Under the 1989 Act, the hearing officer is the trier of fact at the contested case hearing and is the sole judge of the relevance and materiality of the evidence offered and of the weight and credibility to be given the evidence. Section 410.165(a). The trier of fact can believe all or part or none of any witness’s testimony because the finder of fact judges the credibility of each and every witness, the weight to assign their testimony, and then resolves the conflicts and inconsistencies in the testimony. Taylor v.

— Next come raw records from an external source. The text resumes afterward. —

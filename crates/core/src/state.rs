// Playback state machine types and transition validation

use crate::error::{PlaybackError, Result};

/// Current controller state
#[derive(Debug, Clone, Copy, PartialEq, Eq)]
pub enum PlaybackState {
    /// No session (nothing opened, or the engine was released)
    Idle,
    /// A source is bound and the engine is preparing it
    Preparing,
    /// Preparation finished, ready to start
    Prepared,
    /// Engine is actively playing
    Playing,
    /// Playback paused
    Paused,
    /// Playback reached the natural end of the media
    Completed,
    /// Engine-level suspend (not reachable with engines that cannot suspend)
    Suspended,
    /// Suspend was requested but the engine had to be released instead
    SuspendedUnsupported,
    /// Unrecoverable engine or source error
    Error,
}

/// The state a caller last asked for, which may not yet be reached
#[derive(Debug, Clone, Copy, PartialEq, Eq)]
pub enum TargetState {
    Idle,
    Playing,
    Paused,
    Completed,
    /// Resume requested while no surface was bound
    Resume,
    Error,
}

/// Natural or negotiated video dimensions in pixels. 0x0 means unknown.
#[derive(Debug, Clone, Copy, PartialEq, Eq, Default)]
pub struct VideoSize {
    pub width: u32,
    pub height: u32,
}

impl VideoSize {
    pub fn new(width: u32, height: u32) -> Self {
        Self { width, height }
    }

    /// Both dimensions reported and nonzero
    pub fn is_known(&self) -> bool {
        self.width != 0 && self.height != 0
    }
}

/// Stream capability flags fixed once preparation completes.
///
/// Engine capability metadata is intentionally not queried; all flags are
/// assumed true after prepare. Documented default, not a gap to fill.
#[derive(Debug, Clone, Copy, PartialEq, Eq, Default)]
pub struct Capabilities {
    pub can_pause: bool,
    pub can_seek_backward: bool,
    pub can_seek_forward: bool,
}

impl Capabilities {
    pub fn assume_all() -> Self {
        Self {
            can_pause: true,
            can_seek_backward: true,
            can_seek_forward: true,
        }
    }
}

/// Returns whether `from -> to` is a defined edge of the state machine.
///
/// Release is legal from any state, and any state may fail into `Error`.
/// Self-transitions are allowed (repeated intents are idempotent).
pub fn transition_allowed(from: PlaybackState, to: PlaybackState) -> bool {
    use PlaybackState::*;

    if from == to {
        return true;
    }

    match to {
        Error => true,
        Idle => true,
        Preparing => matches!(from, Idle | Error | Suspended | SuspendedUnsupported),
        Prepared => matches!(from, Preparing),
        Playing => matches!(from, Prepared | Paused | Completed),
        Paused => matches!(from, Prepared | Playing | Completed),
        Completed => matches!(from, Prepared | Playing | Paused),
        Suspended => false,
        SuspendedUnsupported => matches!(from, Idle | Prepared | Playing | Paused | Completed),
    }
}

/// Tracks current and target state for a single-owner controller.
///
/// Every change of the current state is validated against the transition
/// table; an edge outside the table is rejected and reported instead of
/// letting the state drift.
#[derive(Debug)]
pub struct StateTracker {
    current: PlaybackState,
    target: TargetState,
}

impl StateTracker {
    pub fn new() -> Self {
        Self {
            current: PlaybackState::Idle,
            target: TargetState::Idle,
        }
    }

    pub fn current(&self) -> PlaybackState {
        self.current
    }

    pub fn target(&self) -> TargetState {
        self.target
    }

    pub fn set_target(&mut self, target: TargetState) {
        self.target = target;
    }

    pub fn set_current(&mut self, next: PlaybackState) -> Result<()> {
        if !transition_allowed(self.current, next) {
            return Err(PlaybackError::InvalidTransition(format!(
                "{:?} -> {:?}",
                self.current, next
            )));
        }
        if self.current != next {
            log::debug!("playback state {:?} -> {:?}", self.current, next);
        }
        self.current = next;
        Ok(())
    }
}

impl Default for StateTracker {
    fn default() -> Self {
        Self::new()
    }
}
// Generation-tagged glue between engine callbacks and a registered controller

use crate::registry;
use kinoview_core::{EngineCallback, EngineEvent};

/// Forwards engine events into a registered controller.
///
/// Each relay is created for one session and carries that session's
/// generation; events arriving after the session was torn down are discarded
/// by the controller's generation check.
pub struct EngineEventRelay {
    controller_id: i64,
    generation: u64,
}

impl EngineEventRelay {
    pub fn new(controller_id: i64, generation: u64) -> Self {
        Self {
            controller_id,
            generation,
        }
    }

    pub fn generation(&self) -> u64 {
        self.generation
    }
}

impl EngineCallback for EngineEventRelay {
    fn on_event(&self, event: EngineEvent) {
        registry::dispatch_engine_event(self.controller_id, self.generation, event);
    }
}
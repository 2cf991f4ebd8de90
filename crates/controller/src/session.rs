// One open-source-to-release lifetime of the engine binding

use kinoview_core::{Capabilities, MediaEngine};

/// Binds one source to one engine instance, together with per-session caches.
///
/// The generation id distinguishes events of this session from late events of
/// a torn-down predecessor.
pub(crate) struct PlaybackSession {
    pub(crate) generation: u64,
    pub(crate) source: String,
    pub(crate) engine: Box<dyn MediaEngine>,
    pub(crate) cached_duration: Option<u64>,
    pub(crate) buffer_percent: u8,
    pub(crate) capabilities: Capabilities,
}

impl PlaybackSession {
    pub(crate) fn new(generation: u64, source: String, engine: Box<dyn MediaEngine>) -> Self {
        Self {
            generation,
            source,
            engine,
            cached_duration: None,
            buffer_percent: 0,
            capabilities: Capabilities::default(),
        }
    }
}
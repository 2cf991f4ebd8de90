// Playback controller for a video display widget
// Coordinates a media engine, a render surface, and caller intents

pub mod controller;
pub mod measure;
pub mod registry;
pub mod relay;

mod session;

#[cfg(test)]
mod test_support;

// Re-exports
pub use controller::PlaybackController;
pub use measure::{default_size, measure, resolve_adjusted_size, MeasureMode, MeasureSpec};
pub use relay::EngineEventRelay;
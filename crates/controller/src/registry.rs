// Shared-handle hosting for controllers driven from embedding glue

use crate::controller::PlaybackController;
use kinoview_core::{EngineEvent, PlaybackError, Result};
use once_cell::sync::Lazy;
use parking_lot::Mutex;
use std::collections::HashMap;
use std::sync::{Arc, Once};

static CONTROLLER_REGISTRY: Lazy<Mutex<HashMap<i64, Arc<Mutex<PlaybackController>>>>> =
    Lazy::new(|| Mutex::new(HashMap::new()));
static NEXT_CONTROLLER_ID: Lazy<Mutex<i64>> = Lazy::new(|| Mutex::new(1));
static INIT_LOGGER: Once = Once::new();

pub fn init_logging() {
    INIT_LOGGER.call_once(|| {
        // Keep it simple: try env_logger if available, otherwise no-op.
        let _ = env_logger::builder()
            .is_test(false)
            .filter_level(log::LevelFilter::Info)
            .try_init();
    });
}

/// Register a controller and return its handle. The controller will wire
/// engine callbacks back through this registry from now on.
pub fn register_controller(mut controller: PlaybackController) -> i64 {
    init_logging();
    let mut next = NEXT_CONTROLLER_ID.lock();
    let id = *next;
    *next += 1;
    drop(next);

    controller.set_registry_id(id);
    CONTROLLER_REGISTRY.lock().insert(id, Arc::new(Mutex::new(controller)));
    id
}

fn shared(id: i64) -> Result<Arc<Mutex<PlaybackController>>> {
    CONTROLLER_REGISTRY
        .lock()
        .get(&id)
        .cloned()
        .ok_or_else(|| PlaybackError::Other(format!("invalid controller id {}", id)))
}

pub fn with_controller_mut<R>(
    id: i64,
    f: impl FnOnce(&mut PlaybackController) -> Result<R>,
) -> Result<R> {
    let shared = shared(id)?;
    let mut controller = shared.lock();
    f(&mut controller)
}

pub fn with_controller<R>(id: i64, f: impl FnOnce(&PlaybackController) -> Result<R>) -> Result<R> {
    let shared = shared(id)?;
    let controller = shared.lock();
    f(&controller)
}

/// Remove a controller from the registry, stopping any live session
pub fn release_controller(id: i64) -> Result<()> {
    let shared = CONTROLLER_REGISTRY
        .lock()
        .remove(&id)
        .ok_or_else(|| PlaybackError::Other(format!("invalid controller id {}", id)))?;
    shared.lock().stop_playback();
    Ok(())
}

pub(crate) fn dispatch_engine_event(id: i64, generation: u64, event: EngineEvent) {
    match shared(id) {
        Ok(shared) => shared.lock().handle_engine_event(generation, event),
        Err(_) => {
            log::debug!("dropping {:?} event for released controller {}", event, id);
        }
    }
}
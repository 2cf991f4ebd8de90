// Recording test doubles for the engine, factory, and observer seams

use kinoview_core::{
    ControllerObserver, DisplayHandle, EngineCallback, EngineFactory, MediaEngine, PlaybackError,
    Result, VideoSize,
};
use parking_lot::Mutex;
use std::sync::Arc;

#[derive(Default)]
pub(crate) struct MockEngineState {
    pub prepares: Vec<String>,
    pub starts: usize,
    pub pauses: usize,
    pub stops: usize,
    pub releases: usize,
    pub seeks: Vec<u64>,
    pub displays: Vec<DisplayHandle>,
    pub duration_queries: usize,
    pub playing: bool,
    pub duration_ms: u64,
    pub video_size: VideoSize,
    pub fail_prepare: bool,
    pub callback: Option<Arc<dyn EngineCallback>>,
}

/// Shared view into one mock engine's recorded calls
#[derive(Clone, Default)]
pub(crate) struct MockHandle(Arc<Mutex<MockEngineState>>);

impl MockHandle {
    pub fn prepares(&self) -> Vec<String> {
        self.0.lock().prepares.clone()
    }

    pub fn starts(&self) -> usize {
        self.0.lock().starts
    }

    pub fn pauses(&self) -> usize {
        self.0.lock().pauses
    }

    pub fn stops(&self) -> usize {
        self.0.lock().stops
    }

    pub fn releases(&self) -> usize {
        self.0.lock().releases
    }

    pub fn seeks(&self) -> Vec<u64> {
        self.0.lock().seeks.clone()
    }

    pub fn displays(&self) -> Vec<DisplayHandle> {
        self.0.lock().displays.clone()
    }

    pub fn duration_queries(&self) -> usize {
        self.0.lock().duration_queries
    }

    pub fn take_callback(&self) -> Option<Arc<dyn EngineCallback>> {
        self.0.lock().callback.take()
    }
}

struct MockEngine {
    state: MockHandle,
}

impl MediaEngine for MockEngine {
    fn set_display(&mut self, display: DisplayHandle) {
        self.state.0.lock().displays.push(display);
    }

    fn set_callback(&mut self, callback: Option<Arc<dyn EngineCallback>>) {
        self.state.0.lock().callback = callback;
    }

    fn prepare(&mut self, source: &str) -> Result<()> {
        let mut state = self.state.0.lock();
        if state.fail_prepare {
            return Err(PlaybackError::EngineFailure("mock prepare failure".to_string()));
        }
        state.prepares.push(source.to_string());
        Ok(())
    }

    fn start(&mut self) -> Result<()> {
        let mut state = self.state.0.lock();
        state.starts += 1;
        state.playing = true;
        Ok(())
    }

    fn pause(&mut self) -> Result<()> {
        let mut state = self.state.0.lock();
        state.pauses += 1;
        state.playing = false;
        Ok(())
    }

    fn stop(&mut self) -> Result<()> {
        let mut state = self.state.0.lock();
        state.stops += 1;
        state.playing = false;
        Ok(())
    }

    fn seek(&mut self, position_ms: u64) -> Result<()> {
        self.state.0.lock().seeks.push(position_ms);
        Ok(())
    }

    fn release(&mut self) {
        let mut state = self.state.0.lock();
        state.releases += 1;
        state.playing = false;
    }

    fn duration_ms(&self) -> u64 {
        let mut state = self.state.0.lock();
        state.duration_queries += 1;
        state.duration_ms
    }

    fn position_ms(&self) -> u64 {
        0
    }

    fn is_playing(&self) -> bool {
        self.state.0.lock().playing
    }

    fn buffer_percent(&self) -> u8 {
        0
    }

    fn video_size(&self) -> VideoSize {
        self.state.0.lock().video_size
    }

    fn as_any(&self) -> &dyn std::any::Any {
        self
    }
}

/// Factory handing out recording engines, keeping a handle to each
#[derive(Clone, Default)]
pub(crate) struct MockFactory {
    engines: Arc<Mutex<Vec<MockHandle>>>,
    video_size: Arc<Mutex<VideoSize>>,
    duration_ms: Arc<Mutex<u64>>,
    fail_create: Arc<Mutex<bool>>,
    fail_prepare: Arc<Mutex<bool>>,
}

impl MockFactory {
    pub fn new() -> Self {
        Self::default()
    }

    pub fn with_video_size(self, size: VideoSize) -> Self {
        *self.video_size.lock() = size;
        self
    }

    pub fn with_duration(self, duration_ms: u64) -> Self {
        *self.duration_ms.lock() = duration_ms;
        self
    }

    pub fn with_fail_create(self) -> Self {
        *self.fail_create.lock() = true;
        self
    }

    pub fn with_fail_prepare(self) -> Self {
        *self.fail_prepare.lock() = true;
        self
    }

    pub fn engine_count(&self) -> usize {
        self.engines.lock().len()
    }

    pub fn engine(&self, index: usize) -> MockHandle {
        self.engines.lock()[index].clone()
    }
}

impl EngineFactory for MockFactory {
    fn create_engine(&self) -> Result<Box<dyn MediaEngine>> {
        if *self.fail_create.lock() {
            return Err(PlaybackError::EngineFailure("mock create failure".to_string()));
        }
        let state = MockEngineState {
            video_size: *self.video_size.lock(),
            duration_ms: *self.duration_ms.lock(),
            fail_prepare: *self.fail_prepare.lock(),
            ..Default::default()
        };
        let handle = MockHandle(Arc::new(Mutex::new(state)));
        self.engines.lock().push(handle.clone());
        Ok(Box::new(MockEngine { state: handle }))
    }
}

/// Observer recording every notification as a readable tag
#[derive(Default)]
pub(crate) struct RecordingObserver {
    events: Mutex<Vec<String>>,
    handle_errors: bool,
}

impl RecordingObserver {
    pub fn new() -> Self {
        Self::default()
    }

    pub fn handling_errors() -> Self {
        Self {
            events: Mutex::new(Vec::new()),
            handle_errors: true,
        }
    }

    pub fn events(&self) -> Vec<String> {
        self.events.lock().clone()
    }
}

impl ControllerObserver for RecordingObserver {
    fn on_prepared(&self) {
        self.events.lock().push("prepared".to_string());
    }

    fn on_completion(&self) {
        self.events.lock().push("completion".to_string());
    }

    fn on_buffered(&self) {
        self.events.lock().push("buffered".to_string());
    }

    fn on_error(&self, code: i32) -> bool {
        self.events.lock().push(format!("error:{}", code));
        self.handle_errors
    }

    fn on_buffering_update(&self, percent: u8) {
        self.events.lock().push(format!("buffering:{}", percent));
    }

    fn on_seek_complete(&self) {
        self.events.lock().push("seek_complete".to_string());
    }
}
// Media engine abstraction driven by the playback controller

use crate::error::Result;
use crate::event::EngineCallback;
use crate::state::VideoSize;
use std::sync::Arc;

/// Opaque token identifying a renderable display target.
///
/// The windowing host owns the actual surface object; engines only need a
/// stable identity to attach their output to.
#[derive(Debug, Clone, Copy, PartialEq, Eq)]
pub struct DisplayHandle(u64);

impl DisplayHandle {
    pub fn new(id: u64) -> Self {
        Self(id)
    }

    pub fn id(&self) -> u64 {
        self.0
    }
}

/// Media decoding/playback engine
/// All engine integrations must implement this trait
pub trait MediaEngine: Send {
    /// Attach engine output to a display target
    fn set_display(&mut self, display: DisplayHandle);

    /// Set a callback for engine events
    fn set_callback(&mut self, callback: Option<Arc<dyn EngineCallback>>);

    /// Begin preparing the given source. Completion is reported through
    /// [`crate::event::EngineEvent::Prepared`], not the return value.
    fn prepare(&mut self, source: &str) -> Result<()>;

    /// Start or resume playback
    fn start(&mut self) -> Result<()>;

    /// Pause playback
    fn pause(&mut self) -> Result<()>;

    /// Stop playback
    fn stop(&mut self) -> Result<()>;

    /// Seek to a position (in milliseconds)
    fn seek(&mut self, position_ms: u64) -> Result<()>;

    /// Release all engine resources. Infallible; a released engine emits no
    /// further events.
    fn release(&mut self);

    /// Total duration in milliseconds, 0 while unknown
    fn duration_ms(&self) -> u64;

    /// Current playback position in milliseconds
    fn position_ms(&self) -> u64;

    /// Whether the engine is actively producing frames
    fn is_playing(&self) -> bool;

    /// Buffered share of a streamed source, 0..=100
    fn buffer_percent(&self) -> u8;

    /// Natural video dimensions, 0x0 while unknown
    fn video_size(&self) -> VideoSize;

    /// Downcast to concrete type (for accessing engine-specific features)
    fn as_any(&self) -> &dyn std::any::Any;
}

/// Media engine factory trait
/// Allows the controller to create a fresh engine per session
pub trait EngineFactory: Send {
    fn create_engine(&self) -> Result<Box<dyn MediaEngine>>;
}
// Layout measurement for the video display box

use kinoview_core::VideoSize;

/// Constraint mode imposed by the parent layout
#[derive(Debug, Clone, Copy, PartialEq, Eq)]
pub enum MeasureMode {
    /// Parent imposes no constraint; take the desired size
    Unspecified,
    /// Parent caps the size; do not exceed it
    AtMost,
    /// Parent dictates the size exactly
    Exactly,
}

/// One axis of a measurement request
#[derive(Debug, Clone, Copy, PartialEq, Eq)]
pub struct MeasureSpec {
    pub mode: MeasureMode,
    pub size: u32,
}

impl MeasureSpec {
    pub fn unspecified() -> Self {
        Self {
            mode: MeasureMode::Unspecified,
            size: 0,
        }
    }

    pub fn at_most(size: u32) -> Self {
        Self {
            mode: MeasureMode::AtMost,
            size,
        }
    }

    pub fn exactly(size: u32) -> Self {
        Self {
            mode: MeasureMode::Exactly,
            size,
        }
    }
}

/// Base size for one axis: the desired size when unconstrained, otherwise
/// whatever the constraint carries.
pub fn default_size(desired: u32, spec: MeasureSpec) -> u32 {
    match spec.mode {
        MeasureMode::Unspecified => desired,
        MeasureMode::AtMost | MeasureMode::Exactly => spec.size,
    }
}

/// Resolve a desired size against a constraint: caps clamp, exact wins.
pub fn resolve_adjusted_size(desired: u32, spec: MeasureSpec) -> u32 {
    match spec.mode {
        MeasureMode::Unspecified => desired,
        MeasureMode::AtMost => desired.min(spec.size),
        MeasureMode::Exactly => spec.size,
    }
}

/// Negotiate the display box for a video of the given natural size.
///
/// Starts from the per-axis defaults, then shrinks one axis so the box keeps
/// the media's aspect ratio whenever the natural size is known.
pub fn measure(natural: VideoSize, width_spec: MeasureSpec, height_spec: MeasureSpec) -> VideoSize {
    let mut width = default_size(natural.width, width_spec);
    let mut height = default_size(natural.height, height_spec);

    if natural.is_known() {
        let nw = natural.width as u64;
        let nh = natural.height as u64;

        if nw * height as u64 > width as u64 * nh {
            // box too tall for the media, shrink the height
            height = (width as u64 * nh / nw) as u32;
        } else if nw * (height as u64) < (width as u64) * nh {
            // box too wide for the media, shrink the width
            width = (height as u64 * nw / nh) as u32;
        }
    }

    VideoSize::new(width, height)
}
//! GraalVM isolate 生命周期
//!
//! [`Isolate`] 拥有一个原生执行上下文：构造时创建，销毁恰好一次。
//! 显式 [`Isolate::close`] 消耗自身并返回销毁结果；否则由 `Drop` 销毁并记录失败。
//! 销毁后无法再使用，也不会重复销毁。
//!
//! isolate thread 绑定创建它的系统线程，所以 `Isolate` 既不是 `Send` 也不是 `Sync`。

use std::ffi::c_void;
use std::mem::ManuallyDrop;
use std::ptr::{self, NonNull};

use crate::error::{Result, YamlStarError};
use crate::native::NativeApi;

/// 原生执行上下文句柄
pub struct Isolate {
    api: &'static NativeApi,
    isolate: *mut c_void,
    thread: NonNull<c_void>,
}

impl Isolate {
    /// 创建 isolate（配置参数传空）
    pub fn create(api: &'static NativeApi) -> Result<Self> {
        let mut isolate = ptr::null_mut();
        let mut thread = ptr::null_mut();

        let code = unsafe { (api.create_isolate)(ptr::null_mut(), &mut isolate, &mut thread) };
        if code != 0 {
            return Err(YamlStarError::IsolateCreationFailed { code });
        }

        // 返回成功却没有给出 thread，同样视为创建失败
        let thread = NonNull::new(thread).ok_or(YamlStarError::IsolateCreationFailed { code })?;

        tracing::debug!(target: "yamlstar::isolate", "Created isolate thread {:p}", thread);
        Ok(Self {
            api,
            isolate,
            thread,
        })
    }

    /// 原生函数表
    pub(crate) fn api(&self) -> &'static NativeApi {
        self.api
    }

    /// 传给 `yamlstar_*` 的 isolate thread
    pub(crate) fn thread(&self) -> *mut c_void {
        self.thread.as_ptr()
    }

    /// isolate 本身（只用于诊断）
    pub fn raw_isolate(&self) -> *mut c_void {
        self.isolate
    }

    /// 销毁 isolate 并返回结果
    pub fn close(self) -> Result<()> {
        // 阻止 Drop 再次销毁
        let this = ManuallyDrop::new(self);
        this.tear_down()
    }

    fn tear_down(&self) -> Result<()> {
        let code = unsafe { (self.api.tear_down_isolate)(self.thread.as_ptr()) };
        if code != 0 {
            return Err(YamlStarError::IsolateTeardownFailed { code });
        }
        tracing::debug!(target: "yamlstar::isolate", "Tore down isolate thread {:p}", self.thread);
        Ok(())
    }
}

impl Drop for Isolate {
    fn drop(&mut self) {
        if let Err(e) = self.tear_down() {
            tracing::warn!(target: "yamlstar::isolate", "{}", e);
        }
    }
}

impl std::fmt::Debug for Isolate {
    fn fmt(&self, f: &mut std::fmt::Formatter<'_>) -> std::fmt::Result {
        f.debug_struct("Isolate")
            .field("isolate", &self.isolate)
            .field("thread", &self.thread)
            .finish()
    }
}
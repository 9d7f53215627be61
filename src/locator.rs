//! 共享库定位
//!
//! 按优先级在候选目录中查找 `lib<name>.<ext>.<version>`：
//!
//! 1. 开发目录
//! 2. 搜索路径环境变量（冒号分隔，按给定顺序）
//! 3. 额外目录
//! 4. 用户目录 (`~/.local/lib`)
//! 5. 系统目录 (`/usr/local/lib`)
//!
//! 显式路径（`YAMLSTAR_LIBRARY` / `library.path`）跳过以上目录：
//! 指向文件时文件名必须与期望一致，否则按目录处理。
//!
//! 只做文件存在性检查，不会下载或构建。

use std::env;
use std::ffi::OsStr;
use std::path::{Path, PathBuf};

use crate::config::LibraryConfig;
use crate::error::{Result, YamlStarError};
use crate::platform::Platform;

/// 定位结果
#[derive(Debug, Clone, PartialEq, Eq)]
pub struct LibraryArtifact {
    /// 选中的共享库绝对路径
    pub path: PathBuf,
    pub platform: Platform,
    pub version: String,
}

/// 共享库定位器
#[derive(Debug, Clone)]
pub struct ArtifactLocator {
    platform: Platform,
    file_name: String,
    version: String,
    explicit: Option<PathBuf>,
    search_dirs: Vec<PathBuf>,
}

impl ArtifactLocator {
    /// 用当前平台和进程环境构建定位器
    pub fn from_config(config: &LibraryConfig) -> Result<Self> {
        let platform = Platform::current()?;
        let env_paths = env::var_os(&config.search_path_var);
        Ok(Self::with_env(config, platform, env_paths.as_deref()))
    }

    /// 指定平台和搜索路径变量值，便于测试
    pub fn with_env(
        config: &LibraryConfig,
        platform: Platform,
        env_paths: Option<&OsStr>,
    ) -> Self {
        let mut search_dirs = Vec::new();

        if let Some(dir) = &config.dev_dir {
            search_dirs.push(dir.clone());
        }

        // 空段跳过；非 UTF-8 段原样保留
        if let Some(paths) = env_paths {
            search_dirs
                .extend(env::split_paths(paths).filter(|dir| !dir.as_os_str().is_empty()));
        }

        search_dirs.extend(config.extra_dirs.iter().cloned());

        if let Some(dir) = &config.user_dir {
            search_dirs.push(dir.clone());
        }
        if let Some(dir) = &config.system_dir {
            search_dirs.push(dir.clone());
        }

        Self {
            platform,
            file_name: platform.library_file_name(&config.name, &config.version),
            version: config.version.clone(),
            explicit: config.path.clone(),
            search_dirs,
        }
    }

    /// 期望的文件名
    pub fn file_name(&self) -> &str {
        &self.file_name
    }

    /// 按优先级排列的搜索目录
    pub fn search_dirs(&self) -> &[PathBuf] {
        &self.search_dirs
    }

    /// 所有候选文件路径，文件名都是 [`Self::file_name`]
    pub fn candidates(&self) -> Vec<PathBuf> {
        match &self.explicit {
            Some(path) if path.file_name() == Some(OsStr::new(&self.file_name)) => {
                vec![path.clone()]
            }
            Some(dir) => vec![dir.join(&self.file_name)],
            None => self
                .search_dirs
                .iter()
                .map(|dir| dir.join(&self.file_name))
                .collect(),
        }
    }

    /// 返回第一个存在的候选文件
    pub fn locate(&self) -> Result<LibraryArtifact> {
        let candidates = self.candidates();

        for candidate in &candidates {
            tracing::debug!(target: "yamlstar::locator", "Checking {}", candidate.display());
            if candidate.is_file() {
                let path = absolutize(candidate);
                tracing::debug!(target: "yamlstar::locator", "Found {}", path.display());
                return Ok(LibraryArtifact {
                    path,
                    platform: self.platform,
                    version: self.version.clone(),
                });
            }
        }

        Err(YamlStarError::ArtifactNotFound {
            file_name: self.file_name.clone(),
            searched: candidates,
        })
    }
}

/// 相对路径按当前目录补全，失败时保持原样
fn absolutize(path: &Path) -> PathBuf {
    if path.is_absolute() {
        return path.to_path_buf();
    }
    env::current_dir()
        .map(|cwd| cwd.join(path))
        .unwrap_or_else(|_| path.to_path_buf())
}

Lewis, 553 S.W.2d 153, 161 (Tex. Civ. App.-Amarillo 1977, writ ref’d n.r.e.); Texas Workers’ Compensation Commission Appeal No. 93426, decided July 5, 1993; Texas Workers’ Compensation Commission Appeals No. 93155, decided April 14, 1993. As the fact finder, the hearing officer has the responsibility and the authority to resolve conflicts and inconsistencies in the evidence, to assess the testimony of the witnesses, and to make findings of fact. Texas Workers’ Compensation Commission Appeal No. 92657, decided January 15, 1993; citing Texas Workers’ Compensation Commission Appeal No. 92232, decided July 20, 1992. Where sufficient evidence supports a fact finder’s conclusions and his findings are not against the overwhelming weight of the evidence as to be clearly wrong and unjust, then the decision should not be disturbed. Cain v. Bain, 709 S.W.2d 175, 176 (Tex. 1986); citing Dyson v. Olin Corp., 692 S.W.2d 456, 457 (Tex. 1985); In Re King’s Estate, 150 Tex. 662, 664-665, 244 S.W.2d 660-661 (1951). The hearing officer found that the claimant did not suffer a disability from (date of injury), through July 29, 1993. Sufficient evidence supports this finding.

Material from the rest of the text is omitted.